In a worrying move, the Indian Government announced plans to prohibit women under 30 from migrating to work as domestics in an effort to tackle trafficking for sexual exploitation.

The ban will apply to women seeking domestic work in 17 countries in Africa, the Gulf and Southeast Asia. Minister for Women and Children Renuka Chowdhury earlier this month said the ban was in response to repeated cases of migrant domestic workers in these countries being sexually exploited.

Trafficking women into domestic work is a significant problem. They are promised good work and pay which they cannot find at home, but on their arrival they are forced to work long hours, often up to seven days a week without holidays for little or no pay. They have to carry out all of the household chores, have no privacy and their employers keep their passports to prevent them from leaving.
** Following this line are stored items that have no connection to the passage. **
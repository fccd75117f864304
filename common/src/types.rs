//! Core type definitions for Tekton

use crate::error::ConstructionError;

/// Amount in Lovelace
pub type Lovelace = u64;

/// Blake2b-224 hash of a key
pub type KeyHash = Vec<u8>;

/// Blake2b-224 hash of a script
pub type ScriptHash = Vec<u8>;

/// Blake2b-256 hash of a transaction body
pub type TxHash = Vec<u8>;

/// Network identifier
#[derive(Debug, Clone, Copy, PartialEq, Eq, Hash, serde::Serialize, serde::Deserialize)]
pub enum NetworkId {
    Mainnet,
    Testnet,
}

impl NetworkId {
    /// Map a network name to an id - pre-production and preview are
    /// testnets for address purposes
    pub fn from_name(name: &str) -> Result<Self, ConstructionError> {
        match name {
            "mainnet" => Ok(Self::Mainnet),
            "testnet" | "preprod" | "preview" => Ok(Self::Testnet),
            _ => Err(ConstructionError::InvalidNetwork(name.to_string())),
        }
    }
}

/// A stake credential - either a key hash or a script hash
#[derive(Debug, Clone, PartialEq, Eq, Hash, serde::Serialize, serde::Deserialize)]
pub enum Credential {
    AddrKeyHash(KeyHash),
    ScriptHash(ScriptHash),
}

impl Credential {
    pub fn get_hash(&self) -> &[u8] {
        match self {
            Self::AddrKeyHash(hash) => hash,
            Self::ScriptHash(hash) => hash,
        }
    }
}

// -- Tests --
#[cfg(test)]
mod tests {
    use super::*;

    #[test]
    fn network_names_map_to_ids() {
        assert_eq!(NetworkId::from_name("mainnet").unwrap(), NetworkId::Mainnet);
        assert_eq!(NetworkId::from_name("preprod").unwrap(), NetworkId::Testnet);
        assert_eq!(NetworkId::from_name("preview").unwrap(), NetworkId::Testnet);
        assert!(NetworkId::from_name("devnet").is_err());
    }
}
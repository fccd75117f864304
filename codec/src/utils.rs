//! Small CBOR helpers

/// Encoded length in bytes of a CBOR unsigned integer, header included
pub fn cbor_uint_len(value: u64) -> u64 {
    match value {
        0..=23 => 1,
        24..=0xff => 2,
        0x100..=0xffff => 3,
        0x10000..=0xffff_ffff => 5,
        _ => 9,
    }
}

// -- Tests --
#[cfg(test)]
mod tests {
    use super::*;

    #[test]
    fn uint_lengths() {
        assert_eq!(cbor_uint_len(0), 1);
        assert_eq!(cbor_uint_len(23), 1);
        assert_eq!(cbor_uint_len(24), 2);
        assert_eq!(cbor_uint_len(255), 2);
        assert_eq!(cbor_uint_len(1000), 3);
        assert_eq!(cbor_uint_len(43_000_000), 5);
        assert_eq!(cbor_uint_len(u64::MAX), 9);
    }
}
Rather than tackling trafficking and providing protection from exploitation, this measure will only penalise the women concerned. By not addressing the poverty and lack of opportunity that pushes women to look for work abroad and removing legitimate means for them to migrate for work as domestics, they will become even more vulnerable to traffickers. It is vital the Indian Government takes effective steps to penalise traffickers and not the people who are vulnerable to this abuse.


www.anti-slavery.org

I'm new to this tribe and don't know if something about this has previously been posted but I thought
i'd give it a shoot.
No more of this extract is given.